概要
1997年35号から1998年44号まで『週刊ヤングマガジン』にて連載されていた古谷実による漫画作品。
全四巻。
3日前に母親が亡くなってしまい、母の再婚相手である義父に見切りを付けた中学生の兄・すぐ夫と小学生の弟・いく夫が家出して東京へ向かい、そこで出会ったイトキンこと伊藤茂やカズこと進藤カズキ、吉田あや子と共に暮らす居候生活を描いている。
前作の行け!稲中卓球部と同様基本的にはギャグ漫画でギャグのキレも稲中から更に上がっており、全体でなんとなく話が繋がっていたりちょっと生活に根ざした部分もある。
一方で「人生って何?」というテーマが根底にあり、時に面白おかしく、時に真面目にその問いに答えようとしたり、家庭崩壊や家出、毒親、同性愛者、近親相姦、売春、自殺などが何気なく登場するシリアスな一面もあるのが特徴。

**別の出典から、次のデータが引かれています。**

/// Axis-aligned rectangle in device pixels (top-left origin).
///
/// Unlike a float rect, tile rects must land on whole pixels so that adjacent
/// cells share an edge exactly.
#[derive(Debug, Copy, Clone, Default, PartialEq, Eq, Hash)]
pub struct Rect {
    pub x: u32,
    pub y: u32,
    pub w: u32,
    pub h: u32,
}

impl Rect {
    #[inline]
    pub const fn new(x: u32, y: u32, w: u32, h: u32) -> Self {
        Self { x, y, w, h }
    }

    /// Exclusive right edge.
    #[inline]
    pub const fn max_x(self) -> u32 {
        self.x + self.w
    }

    /// Exclusive bottom edge.
    #[inline]
    pub const fn max_y(self) -> u32 {
        self.y + self.h
    }

    #[inline]
    pub const fn is_empty(self) -> bool {
        self.w == 0 || self.h == 0
    }

    /// Half-open containment: [min, max).
    #[inline]
    pub fn contains(self, px: u32, py: u32) -> bool {
        px >= self.x && py >= self.y && px < self.max_x() && py < self.max_y()
    }

    #[inline]
    pub fn intersect(self, other: Rect) -> Option<Rect> {
        let x0 = self.x.max(other.x);
        let y0 = self.y.max(other.y);
        let x1 = self.max_x().min(other.max_x());
        let y1 = self.max_y().min(other.max_y());

        if x1 <= x0 || y1 <= y0 {
            None
        } else {
            Some(Rect::new(x0, y0, x1 - x0, y1 - y0))
        }
    }

    /// Clamps the rect to a `width × height` canvas anchored at the origin.
    #[inline]
    pub fn clipped_to(self, width: u32, height: u32) -> Option<Rect> {
        self.intersect(Rect::new(0, 0, width, height))
    }
}
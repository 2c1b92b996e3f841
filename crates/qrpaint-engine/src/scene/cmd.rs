use crate::coords::Rect;
use crate::paint::Color;

/// Solid rectangle draw payload.
#[derive(Debug, Copy, Clone, PartialEq, Eq)]
pub struct RectCmd {
    pub rect: Rect,
    pub color: Color,
    /// Whether the rect stands for a dark module.
    pub dark: bool,
}

impl RectCmd {
    #[inline]
    pub const fn new(rect: Rect, color: Color, dark: bool) -> Self {
        Self { rect, color, dark }
    }
}
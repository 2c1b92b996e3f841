//! Module matrices and their memoization.
//!
//! - [`QrMatrix`]: immutable square grid of dark/light modules
//! - [`MatrixGenerator`]: the encoder seam; [`QrCodeGenerator`] is the default
//! - [`MatrixCache`]: get-or-build keyed on `(text, correction level)`

mod cache;
mod generator;
mod grid;
mod level;

pub use cache::{CacheEntry, MatrixCache};
pub use generator::{MatrixGenerator, QrCodeGenerator};
pub use grid::QrMatrix;
pub use level::CorrectionLevel;
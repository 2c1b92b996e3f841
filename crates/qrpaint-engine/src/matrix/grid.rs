use crate::error::EncodingError;

use super::CorrectionLevel;

/// Square grid of QR modules; `true` is a dark module.
///
/// Built once by a [`MatrixGenerator`](super::MatrixGenerator) and never
/// mutated afterwards. Renderers only read it.
#[derive(Debug, Clone, PartialEq, Eq)]
pub struct QrMatrix {
    text: String,
    level: CorrectionLevel,
    module_count: usize,
    /// Row-major, `module_count * module_count` entries.
    modules: Vec<bool>,
}

impl QrMatrix {
    /// Wraps a row-major module buffer.
    ///
    /// Fails if the buffer is empty or not a perfect square of `module_count`.
    pub fn new(
        text: impl Into<String>,
        level: CorrectionLevel,
        module_count: usize,
        modules: Vec<bool>,
    ) -> Result<Self, EncodingError> {
        if module_count == 0 {
            return Err(EncodingError::EmptyMatrix);
        }
        if module_count.checked_mul(module_count) != Some(modules.len()) {
            return Err(EncodingError::NotSquare { side: module_count, cells: modules.len() });
        }
        Ok(Self { text: text.into(), level, module_count, modules })
    }

    /// Builds a matrix from nested rows. Handy for hand-written fixtures.
    pub fn from_rows(
        text: impl Into<String>,
        level: CorrectionLevel,
        rows: &[&[bool]],
    ) -> Result<Self, EncodingError> {
        let n = rows.len();
        let modules: Vec<bool> = rows.iter().flat_map(|r| r.iter().copied()).collect();
        Self::new(text, level, n, modules)
    }

    #[inline]
    pub fn text(&self) -> &str {
        &self.text
    }

    #[inline]
    pub fn correction_level(&self) -> CorrectionLevel {
        self.level
    }

    #[inline]
    pub fn module_count(&self) -> usize {
        self.module_count
    }

    /// Returns `true` for a dark module. Out-of-range indices read as light.
    #[inline]
    pub fn is_dark(&self, row: usize, col: usize) -> bool {
        if row >= self.module_count || col >= self.module_count {
            return false;
        }
        self.modules[row * self.module_count + col]
    }

    /// Iterates rows top to bottom.
    pub fn rows(&self) -> impl Iterator<Item = &[bool]> {
        self.modules.chunks_exact(self.module_count)
    }

    /// Iterates `(row, col, dark)` in row-major order.
    pub fn cells(&self) -> impl Iterator<Item = (usize, usize, bool)> + '_ {
        let n = self.module_count;
        self.modules.iter().enumerate().map(move |(i, &dark)| (i / n, i % n, dark))
    }

    pub fn dark_count(&self) -> usize {
        self.modules.iter().filter(|&&d| d).count()
    }

    /// True when both matrices carry the same module data, regardless of key.
    pub fn same_modules(&self, other: &QrMatrix) -> bool {
        self.module_count == other.module_count && self.modules == other.modules
    }
}

#[cfg(test)]
mod tests {
    use super::*;

    const L: CorrectionLevel = CorrectionLevel::Low;

    #[test]
    fn rejects_empty_and_ragged_buffers() {
        assert_eq!(QrMatrix::new("x", L, 0, vec![]), Err(EncodingError::EmptyMatrix));
        assert_eq!(
            QrMatrix::new("x", L, 2, vec![true; 3]),
            Err(EncodingError::NotSquare { side: 2, cells: 3 })
        );
    }

    #[test]
    fn indexes_row_major() {
        let m = QrMatrix::from_rows("x", L, &[&[true, false], &[false, false]]).unwrap();
        assert!(m.is_dark(0, 0));
        assert!(!m.is_dark(0, 1));
        assert!(!m.is_dark(5, 0));
        assert_eq!(m.dark_count(), 1);
        assert_eq!(m.rows().count(), 2);
        assert_eq!(m.cells().nth(2), Some((1, 0, false)));
    }
}
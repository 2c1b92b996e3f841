//! qrpaint: paint QR module matrices onto a raster bitmap, a markup table,
//! or an SVG document.
//!
//! # Quick start
//!
//! ```rust
//! use qrpaint::prelude::*;
//!
//! let renderer = Renderer::new();
//!
//! // A bare payload uses the defaults: 256x256, correction code 3, black on white.
//! let node = renderer.render("HELLO").unwrap();
//! let png = node.as_raster().unwrap().to_png().unwrap();
//! assert!(!png.is_empty());
//!
//! // Or configure everything.
//! let svg = renderer
//!     .render(
//!         RenderConfig::new("HELLO")
//!             .with_mode(RenderMode::Vector)
//!             .with_size(210, 210)
//!             .with_foreground("#223388".parse().unwrap()),
//!     )
//!     .unwrap();
//! assert!(svg.as_vector().unwrap().source().contains("<rect"));
//! ```
//!
//! # Choosing a backend
//!
//! [`RenderMode::Auto`] asks the renderer's [`Capabilities`] whether the host
//! can show raster output, then vector output, and falls back to the table.
//! Inject [`StaticCapabilities`] or [`FnCapabilities`] to describe the host.
//!
//! # Matrices
//!
//! Matrices come from a [`MatrixGenerator`](qrpaint_engine::matrix::MatrixGenerator)
//! and are memoized in a [`MatrixCache`](qrpaint_engine::matrix::MatrixCache)
//! keyed on `(text, correction level)`. Pass a shared cache to
//! [`Renderer::with_parts`] to reuse matrices across renderers.

pub mod capabilities;
pub mod config;
pub mod error;
pub mod render;
pub mod renderer;

pub use capabilities::{Capabilities, FnCapabilities, StaticCapabilities};
pub use config::{RenderConfig, RenderMode};
pub use error::RenderError;
pub use render::{BackendKind, Rendered};
pub use renderer::Renderer;

/// Everything needed to configure and run a render.
pub mod prelude {
    pub use crate::capabilities::{Capabilities, FnCapabilities, StaticCapabilities};
    pub use crate::config::{RenderConfig, RenderMode};
    pub use crate::error::RenderError;
    pub use crate::render::{
        Backend, BackendKind, RasterRenderer, RasterSurface, Rendered, TableElement, TableRenderer,
        VectorDocument, VectorRenderer,
    };
    pub use crate::renderer::Renderer;

    // Re-export the engine primitives callers need.
    pub use qrpaint_engine::matrix::{CorrectionLevel, MatrixCache, MatrixGenerator, QrMatrix};
    pub use qrpaint_engine::paint::Color;
    pub use qrpaint_engine::EncodingError;
}
use thiserror::Error;

use crate::matrix::CorrectionLevel;

/// A payload that could not be turned into a module matrix.
///
/// Raised by the matrix generator and surfaced unchanged through the cache and
/// every renderer.
#[derive(Debug, Clone, PartialEq, Eq, Error)]
pub enum EncodingError {
    #[error("payload of {len} bytes does not fit any QR version at correction level {level:?}")]
    DataTooLong { len: usize, level: CorrectionLevel },

    #[error("payload contains a character the encoder cannot represent")]
    InvalidCharacter,

    #[error("unknown correction level code {0}; expected 0..=3")]
    InvalidCorrectionLevel(u8),

    #[error("matrix has no modules")]
    EmptyMatrix,

    #[error("module grid of {cells} cells is not {side}×{side}")]
    NotSquare { side: usize, cells: usize },

    #[error("matrix generator failed: {0}")]
    Generator(String),
}
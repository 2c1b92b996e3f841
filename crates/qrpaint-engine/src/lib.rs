//! qrpaint engine crate.
//!
//! This crate owns the backend-agnostic pieces the renderers share: tile
//! geometry, colors, module matrices and their cache, and the draw stream.

pub mod coords;
pub mod error;
pub mod logging;
pub mod matrix;
pub mod paint;
pub mod scene;

pub use error::EncodingError;
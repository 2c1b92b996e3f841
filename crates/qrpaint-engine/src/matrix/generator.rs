use qrcode::types::QrError;
use qrcode::{EcLevel, QrCode};

use crate::error::EncodingError;

use super::{CorrectionLevel, QrMatrix};

/// Builds module matrices from payloads.
///
/// Encoding (mode selection, Reed-Solomon, masking, version choice) lives
/// behind this trait; the render path only reads the resulting grid.
pub trait MatrixGenerator: Send + Sync {
    fn build(&self, text: &str, level: CorrectionLevel) -> Result<QrMatrix, EncodingError>;
}

impl<G: MatrixGenerator + ?Sized> MatrixGenerator for &G {
    fn build(&self, text: &str, level: CorrectionLevel) -> Result<QrMatrix, EncodingError> {
        (**self).build(text, level)
    }
}

/// Default generator backed by the `qrcode` crate.
#[derive(Debug, Copy, Clone, Default)]
pub struct QrCodeGenerator;

impl MatrixGenerator for QrCodeGenerator {
    fn build(&self, text: &str, level: CorrectionLevel) -> Result<QrMatrix, EncodingError> {
        let code = QrCode::with_error_correction_level(text.as_bytes(), ec_level(level))
            .map_err(|e| map_qr_error(e, text.len(), level))?;

        let module_count = code.width();
        let modules = code
            .to_colors()
            .into_iter()
            .map(|c| c == qrcode::Color::Dark)
            .collect();

        QrMatrix::new(text, level, module_count, modules)
    }
}

fn ec_level(level: CorrectionLevel) -> EcLevel {
    match level {
        CorrectionLevel::Low => EcLevel::L,
        CorrectionLevel::Medium => EcLevel::M,
        CorrectionLevel::Quartile => EcLevel::Q,
        CorrectionLevel::High => EcLevel::H,
    }
}

fn map_qr_error(err: QrError, len: usize, level: CorrectionLevel) -> EncodingError {
    match err {
        QrError::DataTooLong => EncodingError::DataTooLong { len, level },
        QrError::InvalidCharacter | QrError::UnsupportedCharacterSet => {
            EncodingError::InvalidCharacter
        }
        other => EncodingError::Generator(other.to_string()),
    }
}

#[cfg(test)]
mod tests {
    use super::*;

    #[test]
    fn short_payload_yields_version_one() {
        let m = QrCodeGenerator.build("HELLO", CorrectionLevel::Quartile).unwrap();
        assert_eq!(m.module_count(), 21);
        assert_eq!(m.text(), "HELLO");
        assert_eq!(m.correction_level(), CorrectionLevel::Quartile);
        // Finder pattern corners are always dark.
        assert!(m.is_dark(0, 0));
        assert!(m.is_dark(0, 20));
        assert!(m.is_dark(20, 0));
    }

    #[test]
    fn higher_redundancy_never_shrinks_the_matrix() {
        let text = "https://example.com/some/fairly/long/path?with=query&and=more";
        let low = QrCodeGenerator.build(text, CorrectionLevel::Low).unwrap();
        let high = QrCodeGenerator.build(text, CorrectionLevel::High).unwrap();
        assert!(high.module_count() >= low.module_count());
    }

    #[test]
    fn oversized_payload_is_an_encoding_error() {
        let text = "x".repeat(4000);
        let err = QrCodeGenerator.build(&text, CorrectionLevel::High).unwrap_err();
        assert_eq!(
            err,
            EncodingError::DataTooLong { len: 4000, level: CorrectionLevel::High }
        );
    }

    #[test]
    fn generation_is_deterministic() {
        let a = QrCodeGenerator.build("SAME", CorrectionLevel::Medium).unwrap();
        let b = QrCodeGenerator.build("SAME", CorrectionLevel::Medium).unwrap();
        assert_eq!(a, b);
    }
}
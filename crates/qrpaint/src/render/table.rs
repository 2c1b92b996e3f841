use std::fmt;

use qrpaint_engine::coords::TileGeometry;
use qrpaint_engine::matrix::QrMatrix;
use qrpaint_engine::paint::Color;

use crate::config::RenderConfig;
use crate::error::RenderError;

use super::Backend;

const RESET: &str = "border:0px; margin:0px; padding:0px;";

/// One `<td>`: a uniform-width cell filled with a flat color.
#[derive(Debug, Copy, Clone, PartialEq, Eq)]
pub struct TableCell {
    pub width: u32,
    pub color: Color,
    pub dark: bool,
}

/// One `<tr>` of fixed height.
#[derive(Debug, Clone, PartialEq, Eq)]
pub struct TableRow {
    pub height: u32,
    pub cells: Vec<TableCell>,
}

/// Root `<table>` node.
///
/// The table background is the light color, so any space the uniform tiles
/// leave at the far edge blends in.
#[derive(Debug, Clone, PartialEq, Eq)]
pub struct TableElement {
    pub background: Color,
    pub rows: Vec<TableRow>,
}

impl TableElement {
    #[inline]
    pub fn row_count(&self) -> usize {
        self.rows.len()
    }

    /// Returns the cell at `(row, col)`, if any.
    pub fn cell(&self, row: usize, col: usize) -> Option<&TableCell> {
        self.rows.get(row)?.cells.get(col)
    }

    /// Serializes the element to markup.
    #[inline]
    pub fn to_markup(&self) -> String {
        self.to_string()
    }
}

impl fmt::Display for TableElement {
    fn fmt(&self, f: &mut fmt::Formatter<'_>) -> fmt::Result {
        write!(
            f,
            r#"<table style="{RESET} border-collapse:collapse; background-color: {};">"#,
            self.background
        )?;
        for row in &self.rows {
            write!(f, r#"<tr style="{RESET} height: {}px">"#, row.height)?;
            for cell in &row.cells {
                write!(
                    f,
                    r#"<td style="{RESET} width:{}px; background-color: {}"></td>"#,
                    cell.width, cell.color
                )?;
            }
            f.write_str("</tr>")?;
        }
        f.write_str("</table>")
    }
}

/// Emits the matrix as a table of uniformly sized, colored cells.
#[derive(Debug, Copy, Clone, Default)]
pub struct TableRenderer;

impl TableRenderer {
    /// Table construction cannot fail; this is the infallible form of
    /// [`Backend::render`].
    pub fn build(&self, matrix: &QrMatrix, config: &RenderConfig) -> TableElement {
        let geometry = TileGeometry::new(config.canvas(), matrix.module_count());
        let (tile_w, tile_h) = (geometry.tile_width(), geometry.tile_height());
        let fg = config.foreground();
        let bg = config.background();

        let rows = matrix
            .rows()
            .map(|modules| TableRow {
                height: tile_h,
                cells: modules
                    .iter()
                    .map(|&dark| TableCell {
                        width: tile_w,
                        color: if dark { fg } else { bg },
                        dark,
                    })
                    .collect(),
            })
            .collect();

        TableElement { background: bg, rows }
    }
}

impl Backend for TableRenderer {
    type Output = TableElement;

    fn render(&self, matrix: &QrMatrix, config: &RenderConfig) -> Result<TableElement, RenderError> {
        Ok(self.build(matrix, config))
    }
}

#[cfg(test)]
mod tests {
    use super::*;
    use crate::render::fixtures;

    #[test]
    fn grid_has_one_cell_per_module() {
        let m = fixtures::checker(25);
        let t = TableRenderer.build(&m, &RenderConfig::new("").with_size(100, 100));
        assert_eq!(t.row_count(), 25);
        for row in &t.rows {
            assert_eq!(row.height, 4);
            assert_eq!(row.cells.len(), 25);
            assert!(row.cells.iter().all(|c| c.width == 4));
        }
    }

    #[test]
    fn cells_follow_matrix_values() {
        let m = fixtures::checker(5);
        let config = RenderConfig::new("").with_foreground(Color::rgb(9, 9, 9));
        let t = TableRenderer.build(&m, &config);
        for (row, col, dark) in m.cells() {
            let cell = t.cell(row, col).unwrap();
            assert_eq!(cell.dark, dark);
            let want = if dark { Color::rgb(9, 9, 9) } else { Color::white() };
            assert_eq!(cell.color, want);
        }
        assert_eq!(t.background, Color::white());
    }

    #[test]
    fn markup_shape() {
        let m = fixtures::checker(2);
        let html = TableRenderer.build(&m, &RenderConfig::new("").with_size(10, 10)).to_markup();
        assert!(html.starts_with(
            r#"<table style="border:0px; margin:0px; padding:0px; border-collapse:collapse; background-color: #ffffff;">"#
        ));
        assert!(html.ends_with("</tr></table>"));
        assert_eq!(html.matches("<tr ").count(), 2);
        assert_eq!(html.matches("<td ").count(), 4);
        assert_eq!(html.matches("background-color: #000000").count(), 2);
        assert!(html.contains("height: 5px"));
        assert!(html.contains("width:5px;"));
    }
}
//! Paint model shared by the render backends.
//!
//! Output is limited to two flat colors per render, so the only paint source
//! is a solid [`Color`]. Geometry types remain in `coords`.

pub mod color;

pub use color::{Color, ColorParseError};
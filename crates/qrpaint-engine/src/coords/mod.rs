//! Coordinate and geometry types shared across the render backends.
//!
//! Canonical space:
//! - Whole device pixels (raster) or user units (SVG, table)
//! - Origin top-left
//! - +X right, +Y down

mod canvas;
mod rect;
mod tile;

pub use canvas::Canvas;
pub use rect::Rect;
pub use tile::{TileGeometry, TileRule};
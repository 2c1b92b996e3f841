use std::sync::Arc;

use parking_lot::Mutex;

use crate::error::EncodingError;

use super::{CorrectionLevel, MatrixGenerator, QrCodeGenerator, QrMatrix};

/// One memoized matrix and the key it was built from.
#[derive(Debug, Clone)]
pub struct CacheEntry {
    pub text: String,
    pub level: CorrectionLevel,
    pub matrix: Arc<QrMatrix>,
}

impl CacheEntry {
    #[inline]
    fn matches(&self, text: &str, level: CorrectionLevel) -> bool {
        self.text == text && self.level == level
    }
}

/// Get-or-build memoization of generated matrices.
///
/// Keys compare by exact `text` and correction level; there is no
/// normalization. Entries are never evicted, so the cache lives as long as the
/// payload set it serves is small.
///
/// The lookup and the insert run under one lock, so two threads asking for
/// the same missing key trigger a single build.
#[derive(Debug)]
pub struct MatrixCache<G = QrCodeGenerator> {
    generator: G,
    entries: Mutex<Vec<CacheEntry>>,
}

impl Default for MatrixCache<QrCodeGenerator> {
    fn default() -> Self {
        Self::new(QrCodeGenerator)
    }
}

impl<G: MatrixGenerator> MatrixCache<G> {
    pub fn new(generator: G) -> Self {
        Self { generator, entries: Mutex::new(Vec::new()) }
    }

    #[inline]
    pub fn generator(&self) -> &G {
        &self.generator
    }

    /// Returns the cached matrix for `(text, level)`, building it on a miss.
    ///
    /// Generator failures propagate unchanged and leave the cache untouched.
    pub fn get_or_build(
        &self,
        text: &str,
        level: CorrectionLevel,
    ) -> Result<Arc<QrMatrix>, EncodingError> {
        let mut entries = self.entries.lock();

        if let Some(entry) = entries.iter().find(|e| e.matches(text, level)) {
            log::debug!("matrix cache hit: level={level:?} len={}", text.len());
            return Ok(Arc::clone(&entry.matrix));
        }

        log::debug!("matrix cache miss: level={level:?} len={}", text.len());
        let matrix = Arc::new(self.generator.build(text, level)?);
        entries.push(CacheEntry {
            text: text.to_owned(),
            level,
            matrix: Arc::clone(&matrix),
        });
        Ok(matrix)
    }

    pub fn contains(&self, text: &str, level: CorrectionLevel) -> bool {
        self.entries.lock().iter().any(|e| e.matches(text, level))
    }

    pub fn len(&self) -> usize {
        self.entries.lock().len()
    }

    pub fn is_empty(&self) -> bool {
        self.entries.lock().is_empty()
    }
}

#[cfg(test)]
mod tests {
    use std::sync::atomic::{AtomicUsize, Ordering};
    use std::thread;

    use super::*;

    /// Counts builds and returns a tiny matrix whose top-left module encodes
    /// the correction level, so tests can tell matrices apart.
    #[derive(Default)]
    struct CountingGenerator {
        builds: AtomicUsize,
    }

    impl CountingGenerator {
        fn builds(&self) -> usize {
            self.builds.load(Ordering::SeqCst)
        }
    }

    impl MatrixGenerator for CountingGenerator {
        fn build(&self, text: &str, level: CorrectionLevel) -> Result<QrMatrix, EncodingError> {
            self.builds.fetch_add(1, Ordering::SeqCst);
            if text.len() > 8 {
                return Err(EncodingError::DataTooLong { len: text.len(), level });
            }
            let dark = level == CorrectionLevel::High;
            QrMatrix::from_rows(text, level, &[&[dark, true], &[false, true]])
        }
    }

    const Q: CorrectionLevel = CorrectionLevel::Quartile;
    const L: CorrectionLevel = CorrectionLevel::Low;

    // ── hits and misses ───────────────────────────────────────────────────

    #[test]
    fn repeated_key_builds_once() {
        let cache = MatrixCache::new(CountingGenerator::default());
        let a = cache.get_or_build("HELLO", Q).unwrap();
        let b = cache.get_or_build("HELLO", Q).unwrap();
        assert!(Arc::ptr_eq(&a, &b));
        assert_eq!(cache.generator().builds(), 1);
        assert_eq!(cache.len(), 1);
    }

    #[test]
    fn same_text_different_level_builds_again() {
        let cache = MatrixCache::new(CountingGenerator::default());
        let q = cache.get_or_build("SAME", Q).unwrap();
        let l = cache.get_or_build("SAME", L).unwrap();
        assert_eq!(cache.generator().builds(), 2);
        assert_eq!(q.correction_level(), Q);
        assert_eq!(l.correction_level(), L);
        assert!(cache.contains("SAME", Q) && cache.contains("SAME", L));
    }

    #[test]
    fn keys_are_not_normalized() {
        let cache = MatrixCache::new(CountingGenerator::default());
        cache.get_or_build("abc", Q).unwrap();
        cache.get_or_build("ABC", Q).unwrap();
        cache.get_or_build("abc ", Q).unwrap();
        assert_eq!(cache.generator().builds(), 3);
    }

    #[test]
    fn failures_propagate_and_are_not_cached() {
        let cache = MatrixCache::new(CountingGenerator::default());
        let err = cache.get_or_build("far too long", Q).unwrap_err();
        assert!(matches!(err, EncodingError::DataTooLong { len: 12, .. }));
        assert!(cache.is_empty());
        cache.get_or_build("far too long", Q).unwrap_err();
        assert_eq!(cache.generator().builds(), 2);
    }

    // ── sharing ───────────────────────────────────────────────────────────

    #[test]
    fn concurrent_callers_share_one_build() {
        let cache = Arc::new(MatrixCache::new(CountingGenerator::default()));
        let handles: Vec<_> = (0..8)
            .map(|_| {
                let cache = Arc::clone(&cache);
                thread::spawn(move || cache.get_or_build("RACE", Q).unwrap())
            })
            .collect();
        let matrices: Vec<_> = handles.into_iter().map(|h| h.join().unwrap()).collect();
        assert_eq!(cache.generator().builds(), 1);
        assert!(matrices.windows(2).all(|w| Arc::ptr_eq(&w[0], &w[1])));
    }

    #[test]
    fn default_cache_uses_real_generator() {
        let cache = MatrixCache::default();
        let a = cache.get_or_build("HELLO", Q).unwrap();
        let b = MatrixCache::default().get_or_build("HELLO", Q).unwrap();
        assert!(a.same_modules(&b));
    }
}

後のヒミズやシガテラ、わにとかげぎすに通ずるものがある。
登場人物
- 先坂すぐ夫
14歳。物語冒頭で母親が亡くなったことをきっかけにいく夫と家出し、あてもなく東京に出てきた(その際の所持金はわずか20円)。
性格は尊大な自信家でいく夫から「プライドだけで生きている」と言われるほどプライドが高い。野球が好きでグローブに一度も手を通すことなくプロになることを夢見ており、希望の枠はDH。
何かと偉そうな発言や上から目線が目立つが実際はこの年頃特有の根拠のない全能感によるところが大きく、これといった特技や秀でたものはない。プロを目指している割りに野球の実力もからっきしでイトキンのハエが飛ぶほどのヘロヘロボールに三振を取られ、周りから満場一致で『才能無し』に手を挙げられるほど下手くそ。
ただし全く何もないわけではなく、打撃に関してはプロから羨ましがられるほどの才能があり、商店街同士の草野球大会では完全なまぐれとはいえ特大のホームランを打っている。
他にも女子レスラーと喧嘩して勝つ中学生離れした腕っぷしを持ち、人を気絶させるツボを心得ているのか一発で人を気絶させるシーンが数回あった。
過去の様々なトラウマから女性、ひいては人間不信の気があり、普段の自信家な態度とは裏腹に「人は絶対裏切る」と溢す繊細さも持つ。
- 先坂いく夫
すぐ夫の弟で小学三年生。兄とは真逆に真面目で礼儀正しく、至って常識人。
すぐ夫の言動に振り回されがちで呆れたり不満に思うこともあるが、なんだかんだ兄のことが大好きな良い子。
その性格故に作中でも一二を争うツッコミ役で意図的にボケることはほとんど無い。
- 伊藤茂
通称イトキン。先坂兄弟が東京に来て最初に出会った少年。
児童養護施設で育てられた孤児で脱走した現在は窃盗や盗んだ物を売り捌くことで生活しており、アパートの空いている一室に勝手に住んでいる。
その身の上故か自分の正確な年齢が分からないらしく、自己紹介の際に「多分14歳」と語っている。
辮髪に背中と肩に入った刺青がトレードマークで人相が悪いこともあり、いかにもチンピラに見えるが外見に反して喧嘩や腕っぷしはかなり弱く、性格も口が達者な小心者でビビり。
未成年だがシンナー中毒者で喫煙もしており、吉田家に居候するようになった後も窃盗や喫煙は度々している。